Don't get tired. Its just getting interesting!
All right, why not, I agree...
Yes it is loaded as a kernel driver. The associated service shown in task manager shows 460K (VM). The question is, does this service reflect the true memory usage of the kernel driver? That is, if the service is stopped does the kernel driver get unloaded and the memory freed?
No way. Anyway, these are two questions (with possibly different answers).
Does task manager show memory allocated from a driver? --> No.
Does the AVG driver get unlaoded when the service is stopped? --> No.
Otherwise, how does one determine how much memory is being used by this (and other) drivers?

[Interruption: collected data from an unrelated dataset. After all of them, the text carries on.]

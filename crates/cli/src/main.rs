use clap::{Parser, Subcommand};
use bili_core::{
    config::ReportConfig, format_summary, tables::named_curves, tables::MAISELS_BANDS,
    CalculationInput, RiskEngine,
};
use std::process::ExitCode;

#[derive(Parser)]
#[command(name = "bili")]
#[command(about = "Neonatal bilirubin risk calculator")]
struct Cli {
    #[command(subcommand)]
    command: Option<Commands>,
}

#[derive(Subcommand)]
enum Commands {
    /// Calculate risk zone and treatment thresholds
    Calculate {
        /// Birth time (YYYY-MM-DDThh:mm, YYYY-MM-DD hh:mm or YYYY/MM/DD - hh:mm)
        birth_time: String,
        /// Measurement time, same formats as birth time
        measurement_time: String,
        /// Transcutaneous bilirubin (mg/dL)
        tcb: f64,
        /// Gestational age, whole weeks
        weeks: u32,
        /// Gestational age, additional days
        #[arg(default_value_t = 0, allow_negative_numbers = true)]
        days: i32,
        /// Neurotoxicity risk factors present
        #[arg(long)]
        risk_factors: bool,
        /// Print the result as JSON instead of a text summary
        #[arg(long)]
        json: bool,
        /// Date-of-birth display pattern (chrono)
        #[arg(long, default_value = bili_core::constants::DEFAULT_DATE_FORMAT)]
        date_format: String,
        /// Time-of-birth display pattern (chrono)
        #[arg(long, default_value = bili_core::constants::DEFAULT_TIME_FORMAT)]
        time_format: String,
    },
    /// List the reference curves and preterm bands
    Tables,
}

/// Render one calculation as a text summary or pretty JSON.
fn render_calculation(
    engine: &RiskEngine,
    input: &CalculationInput,
    json: bool,
) -> Result<String, Box<dyn std::error::Error>> {
    let result = engine.try_calculate(input)?;
    if json {
        Ok(serde_json::to_string_pretty(&result)?)
    } else {
        Ok(format_summary(&result))
    }
}

fn main() -> Result<ExitCode, Box<dyn std::error::Error>> {
    let cli = Cli::parse();

    match cli.command {
        Some(Commands::Calculate {
            birth_time,
            measurement_time,
            tcb,
            weeks,
            days,
            risk_factors,
            json,
            date_format,
            time_format,
        }) => {
            let engine = RiskEngine::new(ReportConfig::new(date_format, time_format)?);
            let input = CalculationInput {
                birth_time,
                measurement_time,
                tcb,
                gestational_weeks: weeks,
                gestational_days: days,
                has_risk_factors: risk_factors,
            };
            match render_calculation(&engine, &input, json) {
                Ok(output) => println!("{}", output),
                Err(e) => {
                    eprintln!("Error calculating risk: {}", e);
                    return Ok(ExitCode::FAILURE);
                }
            }
        }
        Some(Commands::Tables) => {
            for (name, curve) in named_curves() {
                let points: Vec<String> = curve
                    .iter()
                    .map(|p| format!("{}h={}", p.hours, p.level))
                    .collect();
                println!("{}: {}", name, points.join(", "));
            }
            for band in &MAISELS_BANDS {
                println!(
                    "maisels_{}: phototherapy {}-{}, exchange {}-{}",
                    band.key,
                    band.phototherapy.min,
                    band.phototherapy.max,
                    band.exchange_transfusion.min,
                    band.exchange_transfusion.max
                );
            }
        }
        None => {
            println!("Use 'bili --help' for commands");
        }
    }

    Ok(ExitCode::SUCCESS)
}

Not easy, really. You can try the driver verifier. Go to the Start menu, click Run, type
verifier and hit enter. Depending on your OS, couple of things can show up. The GUI of the verifier in Win2K is totally different from the one found in XP. Anyway, the interface is little quirky but it shouldn't take you more than a couple of minutes to find out how to enable the verifier for the 2 AVG drivers (these are avgcore and avgfs, I believe (I may not recall the names exactly)). Then you'll be prompted to reboot the machine.
After the reboot, fire verifier again and go to monitoring. Here you can see the number of paged and nonpaged bytes the drivers have allocated.
What are the advantages/disadvantes of loading as a kernel driver.
That's a difficult question. Each approach has its pros and cons. However, the trend now is it move (everything that can be moved) to user mode. The reason is that every single bug in a driver usually results in a BSOD
- and people hate BSOD's. This is why e.g. McAfee, whose VirusScan engine was traditionally in a driver, moved it a DLL...
Resource usage and how efficiently the code is written is. Inefficient memory usage may be one indicator of how well the code is written.
Absolutely.
But as I already said, when designing the avast 4 engine, we faced a dilemma whether to employ some advanced, new data structures that will require extra memory but will let us work faster, or use the conservative low-memory-usage approach. We chose the new approach, and I'm happy we did.